Specifically, counsel for Yellowstone references in its papers that in the preceding years, Yellowstone had already complied with FTC discovery requests that amounted to the production of “24,000 pages of documents, more than 1,400 audio recordings, and responses to numerous interrogatories and follow-up inquiries.”

Following that, the FTC filed suit on August 3, 2020, alleging Misrepresentations Regarding Collateral and Personal Guarantees, Misrepresentations Regarding Financing Amount, and Unfair Unauthorized Withdrawals. In it, it relies heavily on alleged materials dating as far back as five years ago to make its case.

This is fatal to the FTC’s suit, the defendants contend, because the FTC laid out its claims under a very specific statute of the FTC Act, Section 13(b), which can only be brought in federal court if they believe a defendant “is violating, or is about to violate” this area of the law. Past conduct, they say, even if it were true, is not applicable. No acts in 2020 or even from 2019 are alleged with any particularity, nor is it said that any might be happening or will happen.

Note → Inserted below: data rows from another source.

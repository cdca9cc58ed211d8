// Copyright (c) 2024-2026 Martin Schröder <info@swedishembedded.com>
//
// SPDX-License-Identifier: MIT
use async_trait::async_trait;
use serde_json::{json, Value};

use crate::context::ToolContext;
use crate::tool::{Tool, ToolCall, ToolOutput};

pub struct KbListDirectoryTool;

#[async_trait]
impl Tool for KbListDirectoryTool {
    fn name(&self) -> &str {
        "kb_list_directory"
    }

    fn description(&self) -> &str {
        "List a knowledge-base directory. 'path' is relative to the KB root; \
         use 'topics' to see the category tree. Directories are suffixed with /."
    }

    fn parameters_schema(&self) -> Value {
        json!({
            "type": "object",
            "properties": {
                "path": { "type": "string", "description": "KB-relative directory (default: KB root)" }
            }
        })
    }

    async fn execute(&self, call: &ToolCall, ctx: &ToolContext) -> ToolOutput {
        let raw = call
            .args
            .get("path")
            .and_then(|v| v.as_str())
            .unwrap_or(".");
        let path = match ctx.resolve_for_read(raw) {
            Ok(p) => p,
            Err(e) => return ToolOutput::err(&call.id, e.to_string()),
        };

        let mut rd = match tokio::fs::read_dir(&path).await {
            Ok(rd) => rd,
            Err(e) => return ToolOutput::err(&call.id, format!("cannot list '{raw}': {e}")),
        };

        let mut entries = Vec::new();
        while let Ok(Some(entry)) = rd.next_entry().await {
            let name = entry.file_name().to_string_lossy().into_owned();
            // The git dir and the lock file are infrastructure, not content.
            if name == ".git" || name == ".lock" {
                continue;
            }
            let is_dir = entry
                .file_type()
                .await
                .map(|t| t.is_dir())
                .unwrap_or(false);
            entries.push(if is_dir { format!("{name}/") } else { name });
        }
        entries.sort();
        if entries.is_empty() {
            return ToolOutput::ok(&call.id, "(empty)");
        }
        ToolOutput::ok(&call.id, entries.join("\n"))
    }
}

Some of the purported web pages, ads, or contracts that the FTC refers to no longer exist, have long since been replaced, were taken out of context, or could not even be identified as to where or whom they even originated from, defendants say.

Defendants make further arguments for dismissal, one of which takes issue with alleged quotes or comments made by anonymous merchant customers. “The Complaint does not indicate, for instance, if these unidentified customers had breached their MCA agreements or otherwise incurred additional fees beyond the Purchased Amount that were due and owing to Yellowstone under their respective agreements.”

Deprived of all context and specifics, the complaint is loaded with elements that look bad but fall well short of the necessary legal burden, defendants essentially argue.

“The FTC has overextended itself in this litigation,” defendants say in their papers.

They further raise concern that it arises from a possible personal agenda rather than a legally-founded one. Reference is made to an NBC interview in which FTC Commissioner Rohit Chopra told the interviewer that “We’ve started suing some [merchant cash advance companies] and I’m looking for a systemic solution that makes sure they can all be wiped out before they do more damage.”

Chopra had also issued an official statement regarding Yellowstone in which he expounded almost entirely on legal questions that were not even raised in the lawsuit itself but create the impression that they are.

Yellowstone has asked for a stay of discovery pending the outcome of the motion to dismiss.

You can read Yellowstone’s full motion to dismiss here.

The FTC’s interest in this area of finance has been known for some time.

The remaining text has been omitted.